Another way to express soil organic carbon is through soil organic carbon density (OCD in kg/m3), which is in fact equivalent to OCS divided by the horizon thickness:

OCD [kg/m3] = ORC [%]/100 × BLD [kg/m3] × (1-CRF[%]/100) = OCS / HOT

While OCS is a summary measure of SOC always associated with specific depth interval, OCD is a relative measure of soil organic carbon distribution and can be associated to any support size i.e. to arbitrary depth. In principle, OCD (kg/m3) is strongly correlated with ORC (g/kg) as indicated in the figure below, however, depending on soil mineralogy and coarse fragment content, OCD can be lower or higher than what the smoothed line indicates (notice the range of values around the smoothed line is relatively wide). It is important to understand however, that, as long as ORC, BLD and CRF are known, one can convert the values from ORC to OCD and OCS and vice versa, without loosing any information about the soil organic carbon stock.

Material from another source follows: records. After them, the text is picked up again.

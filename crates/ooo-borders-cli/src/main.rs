//! ooo-borders CLI - border line calculator

use anyhow::{bail, Context, Result};
use clap::{Parser, Subcommand, ValueEnum};
use ooo_borders_core::style::color;
use ooo_borders_core::units::{UnitConvert, UnitLength};
use ooo_borders_core::{border_widths, BorderLine2, BorderLineStyle, Borders, LineSize, Side};
use serde::Serialize;
use tracing_subscriber::{layer::SubscriberExt, util::SubscriberInitExt};

#[derive(Parser)]
#[command(name = "ooo-borders")]
#[command(
    author,
    version,
    about = "Compute LibreOffice BorderLine2 records from style, color and width"
)]
struct Cli {
    /// Log computed widths to stderr (RUST_LOG overrides)
    #[arg(short, long, global = true)]
    verbose: bool,

    #[command(subcommand)]
    command: Commands,
}

#[derive(Subcommand)]
enum Commands {
    /// Compute the BorderLine2 record for one border side
    #[command(alias = "side")]
    Compute {
        /// Line style (e.g. solid, double, thin_thick_small_gap)
        #[arg(short, long, default_value = "solid")]
        style: String,

        /// Width in points or a named size (hairline, thin, medium, ...)
        #[arg(short, long, default_value = "thin")]
        width: String,

        /// Color as hex RGB (e.g. FF0000)
        #[arg(short, long, default_value = "000000")]
        color: String,

        /// Emit the four outer border properties instead of one record
        #[arg(long)]
        outline: bool,

        #[arg(short, long, value_enum, default_value_t = OutputFormat::Text)]
        format: OutputFormat,
    },

    /// List every line style with its widths at the given width
    Styles {
        /// Width in points or a named size
        #[arg(short, long, default_value = "thin")]
        width: String,

        #[arg(short, long, value_enum, default_value_t = OutputFormat::Text)]
        format: OutputFormat,
    },

    /// Convert a length between units
    Convert {
        /// Value to convert
        value: f64,

        /// Source unit (pt, twip, mm100, mm, in, ...)
        #[arg(long, default_value = "pt")]
        from: String,

        /// Target unit
        #[arg(long, default_value = "mm100")]
        to: String,
    },
}

#[derive(Debug, Clone, Copy, PartialEq, Eq, ValueEnum)]
enum OutputFormat {
    Text,
    Json,
}

/// One row of the `styles` listing
#[derive(Debug, Serialize)]
struct StyleRow {
    style: BorderLineStyle,
    line_style: i16,
    outer_twips: i64,
    inner_twips: i64,
    gap_twips: i64,
    record: BorderLine2,
}

fn main() -> Result<()> {
    let cli = Cli::parse();
    init_logging(cli.verbose);

    match cli.command {
        Commands::Compute {
            style,
            width,
            color,
            outline,
            format,
        } => compute(&style, &width, &color, outline, format),
        Commands::Styles { width, format } => list_styles(&width, format),
        Commands::Convert { value, from, to } => convert(value, &from, &to),
    }
}

fn init_logging(verbose: bool) {
    let default = if verbose {
        "ooo_borders_core=debug,ooo_borders=debug"
    } else {
        "warn"
    };
    tracing_subscriber::registry()
        .with(
            tracing_subscriber::EnvFilter::try_from_default_env()
                .unwrap_or_else(|_| default.into()),
        )
        .with(tracing_subscriber::fmt::layer().with_writer(std::io::stderr))
        .init();
}

/// Parse a width given in points or as a named [`LineSize`]
fn parse_width(width: &str) -> Result<f64> {
    if let Ok(pt) = width.trim().parse::<f64>() {
        return Ok(pt);
    }
    let size: LineSize = width
        .parse()
        .with_context(|| format!("Invalid width '{}'", width))?;
    Ok(size.pt())
}

fn parse_color(value: &str) -> Result<i32> {
    match color::from_hex(value) {
        Some(c) => Ok(c),
        None => bail!("Invalid color '{}': expected hex RGB such as FF0000", value),
    }
}

fn build_side(style: &str, width: &str, color: &str) -> Result<Side> {
    let style: BorderLineStyle = style.parse().context("Failed to parse line style")?;
    let width = parse_width(width)?;
    let color = parse_color(color)?;
    Side::new(style, color, width).context("Failed to build border side")
}

fn compute(style: &str, width: &str, color: &str, outline: bool, format: OutputFormat) -> Result<()> {
    let side = build_side(style, width, color)?;
    tracing::info!("Computed {}", side);

    if outline {
        let props = Borders::all(side).properties();
        match format {
            OutputFormat::Json => {
                let map: serde_json::Map<String, serde_json::Value> = props
                    .into_iter()
                    .map(|(name, line)| serde_json::to_value(line).map(|v| (name.to_string(), v)))
                    .collect::<Result<_, serde_json::Error>>()?;
                println!("{}", serde_json::to_string_pretty(&map)?);
            }
            OutputFormat::Text => {
                for (name, line) in props {
                    println!("{}", name);
                    print_record(&line, "  ");
                }
            }
        }
        return Ok(());
    }

    match format {
        OutputFormat::Json => println!("{}", serde_json::to_string_pretty(&side.border_line2())?),
        OutputFormat::Text => {
            println!("Side: {}", side);
            print_record(&side.border_line2(), "  ");
        }
    }
    Ok(())
}

fn print_record(line: &BorderLine2, indent: &str) {
    for (field, value) in line.fields() {
        println!("{}{:<16}{}", indent, field, value);
    }
}

fn style_rows(width_pt: f64) -> Result<Vec<StyleRow>> {
    let twips = UnitConvert::to_twips(width_pt, UnitLength::Pt).round() as i64;
    BorderLineStyle::ALL
        .iter()
        .map(|&style| -> ooo_borders_core::Result<StyleRow> {
            let widths = border_widths(twips, style)?;
            let side = Side::new(style, 0, width_pt)?;
            Ok(StyleRow {
                style,
                line_style: style.to_uno(),
                outer_twips: widths.outer,
                inner_twips: widths.inner,
                gap_twips: widths.gap,
                record: side.border_line2(),
            })
        })
        .collect::<ooo_borders_core::Result<Vec<_>>>()
        .context("Failed to compute style widths")
}

fn list_styles(width: &str, format: OutputFormat) -> Result<()> {
    let width_pt = parse_width(width)?;
    let rows = style_rows(width_pt)?;

    match format {
        OutputFormat::Json => println!("{}", serde_json::to_string_pretty(&rows)?),
        OutputFormat::Text => {
            println!("Widths at {}pt (twips / mm100)", width_pt);
            println!(
                "{:<24}{:>6}  {:>12}{:>12}{:>12}",
                "style", "value", "outer", "inner", "gap"
            );
            for row in &rows {
                println!(
                    "{:<24}{:>6}  {:>12}{:>12}{:>12}",
                    row.style.name(),
                    row.line_style,
                    format!("{} / {}", row.outer_twips, row.record.outer_line_width),
                    format!("{} / {}", row.inner_twips, row.record.inner_line_width),
                    format!("{} / {}", row.gap_twips, row.record.line_distance),
                );
            }
        }
    }
    Ok(())
}

fn convert(value: f64, from: &str, to: &str) -> Result<()> {
    let from: UnitLength = from.parse().context("Failed to parse source unit")?;
    let to: UnitLength = to.parse().context("Failed to parse target unit")?;
    let result = UnitConvert::convert(value, from, to);
    println!("{} {} = {} {}", value, from, result, to);
    Ok(())
}

#[cfg(test)]
mod tests {
    use super::*;

    #[test]
    fn test_parse_width() {
        assert_eq!(parse_width("0.75").unwrap(), 0.75);
        assert_eq!(parse_width("thin").unwrap(), 0.75);
        assert_eq!(parse_width("Extra Thick").unwrap(), 4.5);
        assert!(parse_width("wide").is_err());
    }

    #[test]
    fn test_parse_color() {
        assert_eq!(parse_color("FF0000").unwrap(), 0xFF0000);
        assert_eq!(parse_color("#00ff00").unwrap(), 0x00FF00);
        assert!(parse_color("red").is_err());
    }

    #[test]
    fn test_build_side() {
        let side = build_side("double", "3", "FF0000").unwrap();
        assert_eq!(side.style(), BorderLineStyle::Double);
        assert_eq!(side.outer_line_width(), 35);
        assert!(build_side("double", "12", "FF0000").is_err());
        assert!(build_side("wavy", "1", "000000").is_err());
    }

    #[test]
    fn test_style_rows() {
        let rows = style_rows(3.0).unwrap();
        assert_eq!(rows.len(), BorderLineStyle::ALL.len());
        let double = rows
            .iter()
            .find(|r| r.style == BorderLineStyle::Double)
            .unwrap();
        assert_eq!(
            (double.outer_twips, double.inner_twips, double.gap_twips),
            (20, 20, 20)
        );
    }

    #[test]
    fn test_cli_parses() {
        let cli = Cli::try_parse_from([
            "ooo-borders",
            "compute",
            "--style",
            "double",
            "--width",
            "3",
            "--format",
            "json",
        ])
        .unwrap();
        match cli.command {
            Commands::Compute { style, format, .. } => {
                assert_eq!(style, "double");
                assert_eq!(format, OutputFormat::Json);
            }
            _ => panic!("Expected Compute"),
        }

        let cli = Cli::try_parse_from(["ooo-borders", "-v", "convert", "1", "--to", "twip"])
            .unwrap();
        assert!(cli.verbose);
        assert!(matches!(cli.command, Commands::Convert { value, .. } if value == 1.0));
    }
}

Correlation between soil organic carbon density and soil organic carbon content (displayed on a log-scale) created using a global compilations of soil profile data. Values 1, 2, 3, 4, 5 and 6 in the plot (log scale) correspond to values 2, 6, 19, 54, 147 and 402. Note that for ORC »12%, the OCD line flattens, which means that, organic carbon density practically stops to increase with the increase of ORC content.

In summary, there are four main variables to represent soil organic carbon:

  1. Soil Organic Carbon fraction or content (ORC) in g/kg (permille) or dg/kg (percent),
  2. Soil Organic Carbon Density (OCD) in kg/m3,
  3. Soil Organic Carbon Stock (OCS) in kg/m2 or in tons/ha and for the given soil depth interval,
  4. Total Soil Organic Carbon Stock (TOCS) in million tonnes or Pg i.e. OCS multiplied by surface area,

Global estimates of the total soil organic carbon stock are highly variable (Scharlemann et al. 2014): the current estimates of the current total soil organic carbon stock range between 800–2100 Pg C (for 0–100 cm), with the median estimate of about 1500 Pg C (for 0–100 cm). This means that the average OCS for 0–100 cm depth interval for the land mask (148,940,000 km2) is about 11 kg/m2 or 110 tons/ha, and that average soil organic carbon density (OCD) is about 11 kg/m3 (compare to the standard bulk density of fine earth of 1250 kg/m3); standard OCS for 0–30 cm depth interval is 7 kg/m2 i.e. the average OCD is about 13 kg/m3.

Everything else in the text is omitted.